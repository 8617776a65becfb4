use std::collections::HashMap;
use std::fmt;

use serde::{Deserialize, Serialize};
use serde_json::Value;
use uuid::Uuid;

use crate::command::pipeline::CommandPipeline;
use crate::content::document::{Caret, Document};
use crate::content::region::Region;
use crate::error::EditError;

/// Stable block identity, independent of the block's position in the chain.
#[derive(Debug, Clone, Copy, PartialEq, Eq, Hash, Serialize, Deserialize)]
pub struct BlockId(Uuid);

impl BlockId {
    pub fn new() -> Self {
        Self(Uuid::new_v4())
    }
}

impl Default for BlockId {
    fn default() -> Self {
        Self::new()
    }
}

impl fmt::Display for BlockId {
    fn fmt(&self, f: &mut fmt::Formatter<'_>) -> fmt::Result {
        self.0.fmt(f)
    }
}

/// A typed block: the unit the chain orders.
///
/// `kind` selects the registered [`BlockBehavior`]; `data` is the opaque
/// block-specific payload from the serialization contract. The editable
/// content lives in one or more regions (a paragraph has one, a table cell
/// block has several).
#[derive(Debug, Clone, PartialEq)]
pub struct Block {
    id: BlockId,
    kind: String,
    indent: usize,
    regions: Vec<Region>,
    data: Value,
}

impl Block {
    /// New block of `kind` with a single empty region.
    pub fn new(kind: impl Into<String>) -> Self {
        Self {
            id: BlockId::new(),
            kind: kind.into(),
            indent: 0,
            regions: vec![Region::new()],
            data: Value::Null,
        }
    }

    pub fn with_regions(kind: impl Into<String>, regions: Vec<Region>) -> Self {
        Self {
            id: BlockId::new(),
            kind: kind.into(),
            indent: 0,
            regions,
            data: Value::Null,
        }
    }

    pub fn with_data(mut self, data: Value) -> Self {
        self.data = data;
        self
    }

    pub fn with_indent(mut self, indent: usize) -> Self {
        self.indent = indent;
        self
    }

    pub fn id(&self) -> BlockId {
        self.id
    }

    pub fn kind(&self) -> &str {
        &self.kind
    }

    pub fn indent(&self) -> usize {
        self.indent
    }

    pub fn data(&self) -> &Value {
        &self.data
    }

    pub fn regions(&self) -> &[Region] {
        &self.regions
    }

    pub fn region(&self, index: usize) -> Option<&Region> {
        self.regions.get(index)
    }

    pub(crate) fn region_mut(&mut self, index: usize) -> Option<&mut Region> {
        self.regions.get_mut(index)
    }

    pub(crate) fn set_indent(&mut self, indent: usize) {
        self.indent = indent;
    }

    pub(crate) fn insert_regions(&mut self, at: usize, regions: Vec<Region>) {
        self.regions.splice(at..at, regions);
    }

    pub(crate) fn remove_regions(&mut self, span: std::ops::Range<usize>) -> Vec<Region> {
        self.regions.splice(span, std::iter::empty()).collect()
    }
}

/// The opaque per-block serialization contract.
///
/// The core never interprets `data`; it only shuttles it between the
/// block-type factory and serializer collaborators.
#[derive(Debug, Clone, PartialEq, Serialize, Deserialize)]
pub struct SerializedBlock {
    #[serde(rename = "type")]
    pub kind: String,
    pub data: Value,
}

/// How a block relates to its predecessor after Backspace at the start of
/// its first region.
#[derive(Debug, Clone, Copy, PartialEq, Eq)]
pub enum JoinMode {
    /// Content merges into the previous block.
    Connect,
    /// The block stays; only its own structure changes (e.g. outdent).
    Independent,
}

/// What [`BlockBehavior::backspace_at_start`] hands back: the pipeline to
/// run plus how the caller should treat the block afterwards.
pub struct BackspacePlan {
    pub pipeline: CommandPipeline,
    pub mode: JoinMode,
}

/// Per-block-type editing capability set.
///
/// Each block type registers one implementation; the core dispatches through
/// this interface and never inspects block types directly. Builders receive
/// the document read-only and describe the edit as a pipeline; the session
/// executes it through history.
pub trait BlockBehavior {
    fn kind(&self) -> &str;

    /// Build the command pipeline for pressing Enter with a collapsed caret.
    fn enter_collapsed(
        &self,
        doc: &Document,
        caret: &Caret,
    ) -> Result<CommandPipeline, EditError>;

    /// Build the pipeline for Backspace at the very start of the first
    /// region.
    fn backspace_at_start(
        &self,
        doc: &Document,
        caret: &Caret,
    ) -> Result<BackspacePlan, EditError>;

    /// Project the block onto the serialization contract.
    fn serialize(&self, block: &Block) -> SerializedBlock;

    /// Rebuild a block from its serialized payload.
    fn materialize(&self, payload: &SerializedBlock) -> Result<Block, EditError>;
}

/// Kind-keyed registry of block behaviors.
#[derive(Default)]
pub struct BehaviorRegistry {
    behaviors: HashMap<String, Box<dyn BlockBehavior>>,
}

impl BehaviorRegistry {
    pub fn new() -> Self {
        Self::default()
    }

    /// Register under the behavior's own kind; replaces any previous
    /// registration for that kind.
    pub fn register(&mut self, behavior: Box<dyn BlockBehavior>) {
        self.behaviors.insert(behavior.kind().to_string(), behavior);
    }

    pub fn get(&self, kind: &str) -> Option<&dyn BlockBehavior> {
        self.behaviors.get(kind).map(|b| b.as_ref())
    }
}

WHAT THIS TASK INVOLVES :: The records must be given again in full, exactly as they were written.

RESULT FOR THIS EXERCISE ::
repository 8617776a65becfb4
use std::collections::HashMap;
use std::fmt;

use serde::{Deserialize, Serialize};
use serde_json::Value;
use uuid::Uuid;

use crate::command::pipeline::CommandPipeline;
use crate::content::document::{Caret, Document};
use crate::content::region::Region;
use crate::error::EditError;

/// Stable block identity, independent of the block's position in the chain.
#[derive(Debug, Clone, Copy, PartialEq, Eq, Hash, Serialize, Deserialize)]
pub struct BlockId(Uuid);

impl BlockId {
    pub fn new() -> Self {
        Self(Uuid::new_v4())
    }
}

impl Default for BlockId {
    fn default() -> Self {
        Self::new()
    }
}

impl fmt::Display for BlockId {
    fn fmt(&self, f: &mut fmt::Formatter<'_>) -> fmt::Result {
        self.0.fmt(f)
    }
}

/// A typed block: the unit the chain orders.
///
/// `kind` selects the registered [`BlockBehavior`]; `data` is the opaque
/// block-specific payload from the serialization contract. The editable
/// content lives in one or more regions (a paragraph has one, a table cell
/// block has several).
#[derive(Debug, Clone, PartialEq)]
pub struct Block {
    id: BlockId,
    kind: String,
    indent: usize,
    regions: Vec<Region>,
    data: Value,
}

impl Block {
    /// New block of `kind` with a single empty region.
    pub fn new(kind: impl Into<String>) -> Self {
        Self {
            id: BlockId::new(),
            kind: kind.into(),
            indent: 0,
            regions: vec![Region::new()],
            data: Value::Null,
        }
    }

    pub fn with_regions(kind: impl Into<String>, regions: Vec<Region>) -> Self {
        Self {
            id: BlockId::new(),
            kind: kind.into(),
            indent: 0,
            regions,
            data: Value::Null,
        }
    }

    pub fn with_data(mut self, data: Value) -> Self {
        self.data = data;
        self
    }

    pub fn with_indent(mut self, indent: usize) -> Self {
        self.indent = indent;
        self
    }

    pub fn id(&self) -> BlockId {
        self.id
    }

    pub fn kind(&self) -> &str {
        &self.kind
    }

    pub fn indent(&self) -> usize {
        self.indent
    }

    pub fn data(&self) -> &Value {
        &self.data
    }

    pub fn regions(&self) -> &[Region] {
        &self.regions
    }

    pub fn region(&self, index: usize) -> Option<&Region> {
        self.regions.get(index)
    }

    pub(crate) fn region_mut(&mut self, index: usize) -> Option<&mut Region> {
        self.regions.get_mut(index)
    }

    pub(crate) fn set_indent(&mut self, indent: usize) {
        self.indent = indent;
    }

    pub(crate) fn insert_regions(&mut self, at: usize, regions: Vec<Region>) {
        self.regions.splice(at..at, regions);
    }

    pub(crate) fn remove_regions(&mut self, span: std::ops::Range<usize>) -> Vec<Region> {
        self.regions.splice(span, std::iter::empty()).collect()
    }
}

/// The opaque per-block serialization contract.
///
/// The core never interprets `data`; it only shuttles it between the
/// block-type factory and serializer collaborators.
#[derive(Debug, Clone, PartialEq, Serialize, Deserialize)]
pub struct SerializedBlock {
    #[serde(rename = "type")]
    pub kind: String,
    pub data: Value,
}

/// How a block relates to its predecessor after Backspace at the start of
/// its first region.
#[derive(Debug, Clone, Copy, PartialEq, Eq)]
pub enum JoinMode {
    /// Content merges into the previous block.
    Connect,
    /// The block stays; only its own structure changes (e.g. outdent).
    Independent,
}

/// What [`BlockBehavior::backspace_at_start`] hands back: the pipeline to
/// run plus how the caller should treat the block afterwards.
pub struct BackspacePlan {
    pub pipeline: CommandPipeline,
    pub mode: JoinMode,
}

/// Per-block-type editing capability set.
///
/// Each block type registers one implementation; the core dispatches through
/// this interface and never inspects block types directly. Builders receive
/// the document read-only and describe the edit as a pipeline; the session
/// executes it through history.
pub trait BlockBehavior {
    fn kind(&self) -> &str;

    /// Build the command pipeline for pressing Enter with a collapsed caret.
    fn enter_collapsed(
        &self,
        doc: &Document,
        caret: &Caret,
    ) -> Result<CommandPipeline, EditError>;

    /// Build the pipeline for Backspace at the very start of the first
    /// region.
    fn backspace_at_start(
        &self,
        doc: &Document,
        caret: &Caret,
    ) -> Result<BackspacePlan, EditError>;

    /// Project the block onto the serialization contract.
    fn serialize(&self, block: &Block) -> SerializedBlock;

    /// Rebuild a block from its serialized payload.
    fn materialize(&self, payload: &SerializedBlock) -> Result<Block, EditError>;
}

/// Kind-keyed registry of block behaviors.
#[derive(Default)]
pub struct BehaviorRegistry {
    behaviors: HashMap<String, Box<dyn BlockBehavior>>,
}

impl BehaviorRegistry {
    pub fn new() -> Self {
        Self::default()
    }

    /// Register under the behavior's own kind; replaces any previous
    /// registration for that kind.
    pub fn register(&mut self, behavior: Box<dyn BlockBehavior>) {
        self.behaviors.insert(behavior.kind().to_string(), behavior);
    }

    pub fn get(&self, kind: &str) -> Option<&dyn BlockBehavior> {
        self.behaviors.get(kind).map(|b| b.as_ref())
    }
}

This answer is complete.